§ **The task**:
Look below for the line that contains "rule configuration parsing.", then copy it and each following line exactly, through and including the line that contains "let options = ParsingOptions".

━━━━━ Data shown

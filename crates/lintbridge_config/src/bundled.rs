//! Rule configurations shipped with lintbridge.

use std::fmt;

/// A rule configuration compiled into the binary.
#[derive(Debug, Clone, Copy, PartialEq, Eq, Hash, Default)]
pub enum BundledConfig {
    /// Sun coding conventions.
    #[default]
    SunChecks,
    /// Google Java Style.
    GoogleChecks,
}

impl BundledConfig {
    /// Every bundled configuration, in presentation order.
    pub const ALL: [BundledConfig; 2] = [Self::SunChecks, Self::GoogleChecks];

    /// Stable identifier, persisted in settings and cache keys.
    pub fn id(self) -> &'static str {
        match self {
            Self::SunChecks => "bundled-sun-checks",
            Self::GoogleChecks => "bundled-google-checks",
        }
    }

    /// Human-readable name.
    pub fn description(self) -> &'static str {
        match self {
            Self::SunChecks => "Sun Checks",
            Self::GoogleChecks => "Google Checks",
        }
    }

    /// The configuration document.
    pub fn text(self) -> &'static str {
        match self {
            Self::SunChecks => include_str!("../bundled/sun_checks.xml"),
            Self::GoogleChecks => include_str!("../bundled/google_checks.xml"),
        }
    }

    /// Looks up a configuration by its [`id`](Self::id).
    pub fn from_id(id: &str) -> Option<Self> {
        Self::ALL.into_iter().find(|config| config.id() == id)
    }

    /// Picks a configuration from a loose description such as `"sun"` or
    /// `"Google Checks"`. Anything not naming Sun maps to Google.
    pub fn from_description(description: &str) -> Self {
        if description.to_ascii_lowercase().contains("sun") {
            Self::SunChecks
        } else {
            Self::GoogleChecks
        }
    }
}

impl fmt::Display for BundledConfig {
    fn fmt(&self, f: &mut fmt::Formatter<'_>) -> fmt::Result {
        f.write_str(self.description())
    }
}
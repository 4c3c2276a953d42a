//! XML rule configuration parsing.

use roxmltree::{Document, Node, ParsingOptions};
use tracing::debug;

use crate::property::{PropertyResolver, substitute};
use crate::{ConfigError, RuleConfig};

/// Parses a rule configuration document.
///
/// `origin` names the source in error messages.
pub fn parse_rule_config(
    text: &str,
    resolver: &dyn PropertyResolver,
    origin: &str,
) -> Result<RuleConfig, ConfigError> {
    let options = ParsingOptions {
        allow_dtd: true,
        ..ParsingOptions::default()
    };
    let document = Document::parse_with_options(text, options)
        .map_err(|e| ConfigError::parse(format!("{}: {}", origin, e)))?;

    let root = document.root_element();
    if root.tag_name().name() != "module" {
        return Err(ConfigError::no_root_module(origin));
    }

    parse_module(root, resolver)
}

fn parse_module(node: Node<'_, '_>, resolver: &dyn PropertyResolver) -> Result<RuleConfig, ConfigError> {
    let name = required(node, "name")?;
    let mut builder = RuleConfig::builder(name);

    for child in node.children().filter(Node::is_element) {
        match child.tag_name().name() {
            "module" => builder = builder.child(parse_module(child, resolver)?),
            "property" => {
                let property = required(child, "name")?;
                let raw = required(child, "value")?;
                let substituted = substitute(raw, resolver)?;
                let value = match child.attribute("default") {
                    Some(default) if !substituted.fully_resolved => default.to_string(),
                    _ => substituted.value,
                };
                builder = builder.attribute(property, value);
            }
            "message" => {
                builder = builder.message(required(child, "key")?, required(child, "value")?);
            }
            other => debug!("Ignoring unknown element <{}> in module {}", other, name),
        }
    }

    Ok(builder.build())
}

fn required<'a>(node: Node<'a, '_>, attribute: &str) -> Result<&'a str, ConfigError> {
    node.attribute(attribute).ok_or_else(|| {
        let position = node.document().text_pos_at(node.range().start);
        ConfigError::parse(format!(
            "<{}> at {} is missing the \"{}\" attribute",
            node.tag_name().name(),
            position,
            attribute
        ))
    })
}

#[cfg(test)]
mod tests {
    use super::*;
    use crate::property::{IgnoringResolver, MapResolver};
    use pretty_assertions::assert_eq;
    use std::collections::BTreeMap;

    const CONFIG: &str = r#"<?xml version="1.0"?>
<!DOCTYPE module PUBLIC
    "-//Checkstyle//DTD Checkstyle Configuration 1.3//EN"
    "https://checkstyle.org/dtds/configuration_1_3.dtd">
<module name="Checker">
    <property name="basedir" value="${project_loc}"/>
    <module name="SuppressionFilter">
        <property name="file" value="${config_loc}/suppressions.xml" default="suppressions.xml"/>
    </module>
    <module name="TreeWalker">
        <property name="tabWidth" value="4"/>
        <module name="LineLength">
            <property name="max" value="100"/>
            <message key="maxLineLen" value="Line too long ({0})"/>
        </module>
    </module>
</module>
"#;

    #[test]
    fn test_parses_tree_with_bound_properties() {
        let resolver = MapResolver::new(BTreeMap::from([
            ("project_loc".to_string(), "/work".to_string()),
            ("config_loc".to_string(), "/work/rules".to_string()),
        ]));
        let config = parse_rule_config(CONFIG, &resolver, "test").unwrap();

        assert_eq!(config.name(), "Checker");
        assert_eq!(config.attribute("basedir"), Some("/work"));
        assert_eq!(
            config.children()[0].attribute("file"),
            Some("/work/rules/suppressions.xml")
        );

        let walker = config.child("TreeWalker").unwrap();
        assert_eq!(walker.attribute("tabWidth"), Some("4"));
        let line_length = &walker.children()[0];
        assert_eq!(line_length.attribute("max"), Some("100"));
        assert_eq!(
            line_length.messages().get("maxLineLen").map(String::as_str),
            Some("Line too long ({0})")
        );
    }

    #[test]
    fn test_unresolved_property_falls_back_to_default() {
        let resolver = MapResolver::default();
        let config = parse_rule_config(CONFIG, &resolver, "test").unwrap();

        assert_eq!(config.attribute("basedir"), Some("${project_loc}"));
        assert_eq!(config.children()[0].attribute("file"), Some("suppressions.xml"));
    }

    #[test]
    fn test_ignoring_resolver_blanks_references() {
        let config = parse_rule_config(CONFIG, &IgnoringResolver, "test").unwrap();
        assert_eq!(config.attribute("basedir"), Some(""));
        assert_eq!(config.children()[0].attribute("file"), Some("/suppressions.xml"));
    }

    #[test]
    fn test_non_module_root_is_rejected() {
        let err = parse_rule_config("<config/>", &IgnoringResolver, "inline").unwrap_err();
        assert!(matches!(err, ConfigError::NoRootModule(ref origin) if origin == "inline"));
    }

    #[test]
    fn test_malformed_xml_is_a_parse_error() {
        let err = parse_rule_config("<module name=\"Checker\">", &IgnoringResolver, "inline")
            .unwrap_err();
        assert!(matches!(err, ConfigError::Parse(_)));
    }

    #[test]
    fn test_module_without_name_is_a_parse_error() {
        let err = parse_rule_config("<module/>", &IgnoringResolver, "inline").unwrap_err();
        assert!(err.to_string().contains("\"name\""));
    }

    #[test]
    fn test_round_trips_through_xml_rendering() {
        let config = parse_rule_config(CONFIG, &IgnoringResolver, "test").unwrap();
        let reparsed = parse_rule_config(&config.to_xml(), &IgnoringResolver, "test").unwrap();
        assert_eq!(reparsed, config);
    }
}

━━━━━━━━━━

§ **Result of the exercise**:
//! XML rule configuration parsing.

use roxmltree::{Document, Node, ParsingOptions};
use tracing::debug;

use crate::property::{PropertyResolver, substitute};
use crate::{ConfigError, RuleConfig};

/// Parses a rule configuration document.
///
/// `origin` names the source in error messages.
pub fn parse_rule_config(
    text: &str,
    resolver: &dyn PropertyResolver,
    origin: &str,
) -> Result<RuleConfig, ConfigError> {
    let options = ParsingOptions {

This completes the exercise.